L'ancien directeur général des Forces de sécurité intérieure, le général Achraf Rifi, a confirmé hier la possibilité qu'il se porte candidat aux prochaines législatives, « si les circonstances y sont favorables ». Il a également fait état d'un retour proche de l'ancien Premier ministre Saad Hariri au Liban.
S'exprimant à la Voix du Liban (93.3), le général Rifi s'est attardé sur la situation à Tripoli. Il a appelé certains services de sécurité à « libérer leur mentalité de la logique des mini-États et de la pensée syrienne ». Il a relevé dans ce cadre que « la Syrie n'est plus qu'une carte aux mains de Téhéran ». Insistant sur les bonnes relations entre les différentes communautés de la capitale du Liban-Nord, il a assuré que « Tripoli ne demande que la justice et la sécurité ».
S'agissant par ailleurs de l'échéance présidentielle, il a opposé un refus à la prorogation des mandats au niveau de toutes les institutions. Il a prévu dans ce cadre que le président de la République et le Premier ministre désigné forment un gouvernement bientôt.

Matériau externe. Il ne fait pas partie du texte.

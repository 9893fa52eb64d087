//! The notification log store.

use std::collections::HashMap;
use std::sync::Arc;

use chrono::{DateTime, Duration, Utc};
use parking_lot::RwLock;
use tocsin_core::Fingerprint;
use tracing::debug;

use crate::types::{LogEntry, LogKey};

/// Configuration for the notification log.
#[derive(Debug, Clone)]
pub struct NotificationLogConfig {
    /// How long entries are kept before garbage collection (in seconds).
    pub retention_secs: u64,
}

impl Default for NotificationLogConfig {
    fn default() -> Self {
        Self {
            retention_secs: 86_400, // 24 hours
        }
    }
}

/// Append-only, garbage-collected record of delivered notifications.
///
/// Entries for different keys are independent; only the newest entry per key
/// is kept. Reads and writes take short critical sections on the backing map
/// and are never held across a suspension point.
#[derive(Debug, Clone)]
pub struct NotificationLog {
    config: NotificationLogConfig,
    entries: Arc<RwLock<HashMap<LogKey, LogEntry>>>,
}

impl NotificationLog {
    /// Creates a log with default configuration.
    #[must_use]
    pub fn new() -> Self {
        Self::with_config(NotificationLogConfig::default())
    }

    /// Creates a log with custom configuration.
    #[must_use]
    pub fn with_config(config: NotificationLogConfig) -> Self {
        Self {
            config,
            entries: Arc::new(RwLock::new(HashMap::new())),
        }
    }

    /// Returns the authoritative (latest) entry for a key.
    #[must_use]
    pub fn last_sent(&self, key: &LogKey) -> Option<LogEntry> {
        self.entries.read().get(key).copied()
    }

    /// Records a delivered notification.
    ///
    /// An entry with a newer timestamp than the one being recorded stays
    /// authoritative; stale writes are dropped.
    pub fn record(&self, key: LogKey, fingerprint: Fingerprint, timestamp: DateTime<Utc>) {
        let mut entries = self.entries.write();
        match entries.get(&key) {
            Some(existing) if existing.timestamp > timestamp => {
                debug!(key = %key, "dropping stale notification log write");
            }
            _ => {
                entries.insert(
                    key,
                    LogEntry {
                        fingerprint,
                        timestamp,
                    },
                );
            }
        }
    }

    /// Removes entries older than the retention window. Returns the number
    /// of entries removed.
    pub fn gc(&self, now: DateTime<Utc>) -> usize {
        let retention = Duration::seconds(self.config.retention_secs as i64);
        let mut entries = self.entries.write();
        let before = entries.len();
        entries.retain(|_, e| e.timestamp + retention > now);
        let removed = before - entries.len();

        if removed > 0 {
            debug!(removed, "garbage collected notification log entries");
        }
        removed
    }

    /// Returns all entries for persistence.
    #[must_use]
    pub fn snapshot(&self) -> Vec<(LogKey, LogEntry)> {
        self.entries
            .read()
            .iter()
            .map(|(k, e)| (k.clone(), *e))
            .collect()
    }

    /// Replaces the log contents with a previously taken snapshot.
    pub fn restore(&self, records: Vec<(LogKey, LogEntry)>) {
        let mut entries = self.entries.write();
        entries.clear();
        entries.extend(records);
        debug!(count = entries.len(), "restored notification log");
    }

    /// Returns the number of entries.
    #[must_use]
    pub fn len(&self) -> usize {
        self.entries.read().len()
    }

    /// Returns true if the log has no entries.
    #[must_use]
    pub fn is_empty(&self) -> bool {
        self.entries.read().is_empty()
    }
}

impl Default for NotificationLog {
    fn default() -> Self {
        Self::new()
    }
}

Interrogé en outre sur sa relation avec Nagib Mikati, Premier ministre démissionnaire et tripolitain comme lui, le général Rifi a affirmé que « les ponts sont coupés, sur fond de litiges politiques ».
À une question enfin sur le Tribunal international, il a refusé tout propos sur « une justice consensuelle », déclarant que « la justice prévaudra bientôt et provoquera un séisme, grâce notamment à l'analyse des données téléphoniques et à d'autres preuves irréfutables ».